— Вы лучше тем, что не желали … никому причинить … зла … И работали на … Ласку, не догадываясь о её… истинных … целях, — отдуваясь, сказал Барсук Старший. — Вы просто … выполняли … приказ старшего по званию … А когда вы догадались … вы нас спасли … от бешеных … крыс …
— Я пыталась спасти вас ещё до крыс! — воскликнула Супермышь. — Я уже вчера поняла, что над вами нависла опасность!
— Подумать только, уже вчера. Какая зверская скорость мысли! — съязвил Барсукот.
— Да-да, вчера! — Своими суперчувствительными локаторами Супермышь не улавливала иронию. — Ведь это я написала письмо с угрозами Барсуку Старшему!
— Зачем? — спросил Барсук Старший.
— Что значит «зачем»?! — заверещала Супермышь. — Конечно, чтобы вы испугались и захотели на пенсию! И тут вдруг — хопа! — я как раз приглашаю вас для подписания пенсионных бумаг! Но вы …
— А позвольте спросить, — перебил Барсук Старший. — Почему именно вчера вы поняли, что над нами нависла опасность?
— Конечно же потому, что вчера наверху наконец-то вычислили птицу Феникс! А вы слишком много знаете! Вам полагалось тихо исчезнуть! И если бы не я и мои суперспособности …
— Кто Феникс? — хрипло спросил Барсук Старший. — Кто птица Феникс?
— Но ведь ты и сам знаешь! — сказал Барсукот.

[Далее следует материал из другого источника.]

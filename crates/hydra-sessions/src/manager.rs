use std::sync::Mutex;

use rusqlite::Connection;
use tracing::{debug, instrument};
use uuid::Uuid;

use crate::error::{Result, SessionError};
use crate::types::{Session, SessionKey};

/// Thread-safe manager for persisted user sessions.
///
/// Wraps a single SQLite connection in a `Mutex`. For high-concurrency
/// deployments consider a connection pool (e.g. r2d2), but a Mutex is
/// sufficient for the single-node Phase 2 target.
pub struct SessionManager {
    db: Mutex<Connection>,
}

impl SessionManager {
    /// Wrap an already-open (and `init_db`-initialised) connection.
    pub fn new(conn: Connection) -> Self {
        Self {
            db: Mutex::new(conn),
        }
    }

    /// Return an existing session or create a new one (upsert pattern).
    ///
    /// Creating a session is cheap — no LLM call is made. The session is
    /// persisted so stats survive restarts.
    #[instrument(skip(self), fields(key = %key))]
    pub fn get_or_create(&self, key: &SessionKey) -> Result<Session> {
        // Fast path: session already exists
        if let Some(session) = self.get(key)? {
            debug!("session cache hit");
            return Ok(session);
        }

        // Slow path: create a new session row
        let id = Uuid::now_v7().to_string();
        let now = chrono::Utc::now().to_rfc3339();
        let key_str = key.format();

        let db = self.db.lock().unwrap();
        db.execute(
            "INSERT OR IGNORE INTO sessions
             (id, session_key, user_id, agent_id, name, created_at, updated_at)
             VALUES (?1, ?2, ?3, ?4, ?5, ?6, ?6)",
            rusqlite::params![id, key_str, key.user_id, key.agent_id, key.name, now],
        )?;

        // Read back — handles the race where two threads insert simultaneously
        let session = db.query_row(
            "SELECT id, session_key, user_id, agent_id, name, title,
                    message_count, total_tokens, last_model, created_at, updated_at
             FROM sessions WHERE session_key = ?1",
            rusqlite::params![key_str],
            row_to_session,
        )?;

        Ok(session)
    }

    /// Retrieve a session by key, returning `None` if it does not exist.
    #[instrument(skip(self), fields(key = %key))]
    pub fn get(&self, key: &SessionKey) -> Result<Option<Session>> {
        let key_str = key.format();
        let db = self.db.lock().unwrap();
        match db.query_row(
            "SELECT id, session_key, user_id, agent_id, name, title,
                    message_count, total_tokens, last_model, created_at, updated_at
             FROM sessions WHERE session_key = ?1",
            rusqlite::params![key_str],
            row_to_session,
        ) {
            Ok(s) => Ok(Some(s)),
            Err(rusqlite::Error::QueryReturnedNoRows) => Ok(None),
            Err(e) => Err(SessionError::Database(e)),
        }
    }

    /// List the most-recently-updated sessions for a user, newest first.
    #[instrument(skip(self), fields(user_id, limit))]
    pub fn list_for_user(&self, user_id: &str, limit: usize) -> Result<Vec<Session>> {
        let db = self.db.lock().unwrap();
        let mut stmt = db.prepare(
            "SELECT id, session_key, user_id, agent_id, name, title,
                    message_count, total_tokens, last_model, created_at, updated_at
             FROM sessions
             WHERE user_id = ?1
             ORDER BY updated_at DESC
             LIMIT ?2",
        )?;
        let rows = stmt.query_map(rusqlite::params![user_id, limit as i64], row_to_session)?;
        Ok(rows.filter_map(|r| r.ok()).collect())
    }

    /// Increment `message_count` by 1, add `tokens` to `total_tokens`,
    /// and record the model that was used.
    ///
    /// Also bumps `updated_at` so `list_for_user` ordering stays current.
    #[instrument(skip(self), fields(key = %key, tokens, model))]
    pub fn update_stats(&self, key: &SessionKey, tokens: u64, model: &str) -> Result<()> {
        let key_str = key.format();
        let now = chrono::Utc::now().to_rfc3339();
        let db = self.db.lock().unwrap();
        let rows_changed = db.execute(
            "UPDATE sessions
             SET message_count = message_count + 1,
                 total_tokens  = total_tokens  + ?1,
                 last_model    = ?2,
                 updated_at    = ?3
             WHERE session_key = ?4",
            rusqlite::params![tokens as i64, model, now, key_str],
        )?;
        if rows_changed == 0 {
            return Err(SessionError::NotFound { key: key_str });
        }
        Ok(())
    }

    /// Permanently delete a session record.
    ///
    /// The associated conversation history in the `conversations` table is
    /// owned by the memory crate and must be cleaned up separately if needed.
    #[instrument(skip(self), fields(key = %key))]
    pub fn delete(&self, key: &SessionKey) -> Result<()> {
        let key_str = key.format();
        let db = self.db.lock().unwrap();
        let rows_changed = db.execute(
            "DELETE FROM sessions WHERE session_key = ?1",
            rusqlite::params![key_str],
        )?;
        if rows_changed == 0 {
            return Err(SessionError::NotFound { key: key_str });
        }
        Ok(())
    }
}

/// Map a SQLite row to a `Session`.
fn row_to_session(row: &rusqlite::Row<'_>) -> rusqlite::Result<Session> {
    let key_str: String = row.get(1)?;
    // If the stored key is somehow malformed we fall back to a reconstructed key
    // from the individual columns rather than panicking.
    let key = SessionKey::parse(&key_str).unwrap_or_else(|_| SessionKey {
        user_id: row.get::<_, String>(2).unwrap_or_default(),
        agent_id: row.get::<_, String>(3).unwrap_or_default(),
        name: row.get::<_, String>(4).unwrap_or_default(),
    });

    Ok(Session {
        id: row.get(0)?,
        key,
        title: row.get(5)?,
        message_count: row.get::<_, i64>(6)? as u32,
        total_tokens: row.get::<_, i64>(7)? as u64,
        last_model: row.get(8)?,
        created_at: row.get(9)?,
        updated_at: row.get(10)?,
    })
}
//! Tool: web_search — SearXNG-backed web search.

use async_trait::async_trait;
use once_cell::sync::Lazy;
use serde_json::Value;

use crate::tool::{ParamType, Tool, ToolParameter, ToolResult};

static PARAMS: Lazy<Vec<ToolParameter>> = Lazy::new(|| {
    vec![
        ToolParameter::new("query", ParamType::String, "The search query", true),
        ToolParameter::new(
            "num_results",
            ParamType::Integer,
            "Number of results to return (max 10)",
            false,
        )
        .with_default(serde_json::json!(5)),
    ]
});

pub struct WebSearchTool {
    client: reqwest::Client,
    searx_url: Option<String>,
}

impl WebSearchTool {
    pub fn new(searx_url: Option<String>) -> Self {
        Self { client: reqwest::Client::new(), searx_url }
    }
}

#[async_trait]
impl Tool for WebSearchTool {
    fn name(&self) -> &str {
        "web_search"
    }

    fn description(&self) -> &str {
        "Search the web for information. Returns results with titles, URLs, and snippets."
    }

    fn parameters(&self) -> &[ToolParameter] {
        &PARAMS
    }

    async fn execute(&self, args: Value) -> ToolResult {
        let Some(searx_url) = &self.searx_url else {
            return ToolResult::error("SEARX_URL not configured");
        };
        let query = match args.get("query").and_then(|v| v.as_str()) {
            Some(q) => q,
            None => return ToolResult::error("missing required parameter: query"),
        };
        let num_results = args.get("num_results").and_then(|v| v.as_u64()).unwrap_or(5).min(10);

        let response = match self
            .client
            .get(format!("{searx_url}/search"))
            .query(&[("q", query), ("format", "json")])
            .timeout(std::time::Duration::from_secs(15))
            .send()
            .await
        {
            Ok(r) => r,
            Err(e) => return ToolResult::error(e.to_string()),
        };

        let response = match response.error_for_status() {
            Ok(r) => r,
            Err(e) => return ToolResult::error(e.to_string()),
        };
        let body: Value = match response.json().await {
            Ok(v) => v,
            Err(e) => return ToolResult::error(e.to_string()),
        };

        let results: Vec<Value> = body["results"]
            .as_array()
            .cloned()
            .unwrap_or_default()
            .into_iter()
            .take(num_results as usize)
            .map(|item| {
                let snippet: String = item["content"].as_str().unwrap_or_default().chars().take(300).collect();
                serde_json::json!({
                    "title": item["title"].as_str().unwrap_or_default(),
                    "url": item["url"].as_str().unwrap_or_default(),
                    "snippet": snippet,
                })
            })
            .collect();

        let mut metadata = std::collections::HashMap::new();
        metadata.insert("query".to_string(), serde_json::json!(query));
        metadata.insert("count".to_string(), serde_json::json!(results.len()));
        ToolResult::ok_with_metadata(serde_json::json!(results), metadata)
    }
}

#[cfg(test)]
mod tests {
    use super::*;

    #[tokio::test]
    async fn unconfigured_searx_fails_cleanly() {
        let tool = WebSearchTool::new(None);
        let result = tool.execute(serde_json::json!({"query": "rust"})).await;
        assert!(!result.success);
        assert_eq!(result.error.unwrap(), "SEARX_URL not configured");
    }
}
//! Tool registry construction: assembles the fixed built-in tool set into
//! a name-keyed registry.

pub mod calculator;
pub mod cloudflare;
pub mod fetch_url;
pub mod filesystem;
pub mod github;
pub mod memory_tool;
pub mod web_search;

use std::collections::HashMap;
use std::sync::Arc;

use hydra_core::config::{AiConfig, ExportConfig, ToolsConfig};
use hydra_memory::MemoryManager;

use crate::tool::Tool;

/// Everything a tool constructor might need, gathered once at startup.
pub struct ToolContext {
    pub memory: Arc<MemoryManager>,
    pub user_id: String,
    pub allowed_paths: Vec<String>,
    pub searx_url: Option<String>,
    pub github_token: Option<String>,
    pub cloudflare_api_token: Option<String>,
}

impl ToolContext {
    pub fn new(
        ai_config: &AiConfig,
        tools_config: &ToolsConfig,
        export_config: &ExportConfig,
        memory: Arc<MemoryManager>,
        user_id: String,
    ) -> Self {
        Self {
            memory,
            user_id,
            allowed_paths: ai_config.allowed_paths.clone(),
            searx_url: tools_config.searx_url.clone(),
            github_token: export_config.github_token.clone(),
            cloudflare_api_token: tools_config.cloudflare_api_token.clone(),
        }
    }
}

/// Build every registered tool keyed by name.
pub fn build_registry(ctx: &ToolContext) -> HashMap<String, Arc<dyn Tool>> {
    let mut tools: HashMap<String, Arc<dyn Tool>> = HashMap::new();

    let mut insert = |tool: Arc<dyn Tool>| {
        tools.insert(tool.name().to_string(), tool);
    };

    insert(Arc::new(web_search::WebSearchTool::new(ctx.searx_url.clone())));
    insert(Arc::new(fetch_url::FetchUrlTool::new()));
    insert(Arc::new(memory_tool::MemoryTool::new(ctx.memory.clone(), ctx.user_id.clone())));
    insert(Arc::new(calculator::CalculatorTool));
    insert(Arc::new(filesystem::FileReadTool { allowed_roots: ctx.allowed_paths.clone() }));
    insert(Arc::new(filesystem::FileWriteTool { allowed_roots: ctx.allowed_paths.clone() }));
    insert(Arc::new(filesystem::FileListTool { allowed_roots: ctx.allowed_paths.clone() }));
    insert(Arc::new(filesystem::FileSearchTool { allowed_roots: ctx.allowed_paths.clone() }));
    insert(Arc::new(github::GithubRepoTool::new(ctx.github_token.clone())));
    insert(Arc::new(github::GithubIssuesTool::new(ctx.github_token.clone())));
    insert(Arc::new(cloudflare::CloudflareDnsTool::new(ctx.cloudflare_api_token.clone())));

    tools
}

#[cfg(test)]
mod tests {
    use super::*;
    use rusqlite::Connection;

    fn test_ctx() -> ToolContext {
        let conn = Connection::open_in_memory().unwrap();
        hydra_memory::db::init_db(&conn).unwrap();
        ToolContext::new(
            &AiConfig::default(),
            &ToolsConfig::default(),
            &ExportConfig::default(),
            Arc::new(MemoryManager::new(conn)),
            "u1".to_string(),
        )
    }

    #[test]
    fn registry_contains_every_builtin_tool() {
        let registry = build_registry(&test_ctx());
        for name in [
            "web_search",
            "fetch_url",
            "memory",
            "calculator",
            "file_read",
            "file_write",
            "file_list",
            "file_search",
            "github_repo",
            "github_issues",
            "cloudflare_dns",
        ] {
            assert!(registry.contains_key(name), "missing tool: {name}");
        }
    }
}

Супермышь распахнула чёрные крылья и молча разинула пасть. Она прокричала имя птицы на ультразвуке, но Барсук Старший всё равно её понял.
Он ведь знал это сам.
Глава 38, последняя
Крыло огня, заслонившее собой предрассветное небо. Алые искры и летящие в морду комья раскалённой земли. Пулемётный треск горящих сосновых корней и шишек. Столб чёрного дыма на месте крытой соломой террасы. Солома так хорошо горит, солома загорается сразу … А вот и вход, похожий на обугленную, почерневшую, застывшую в беспомощном крике пасть убитого зверя. Вот вход в нору. Вернее, в то, что ещё вчера называлось его норой.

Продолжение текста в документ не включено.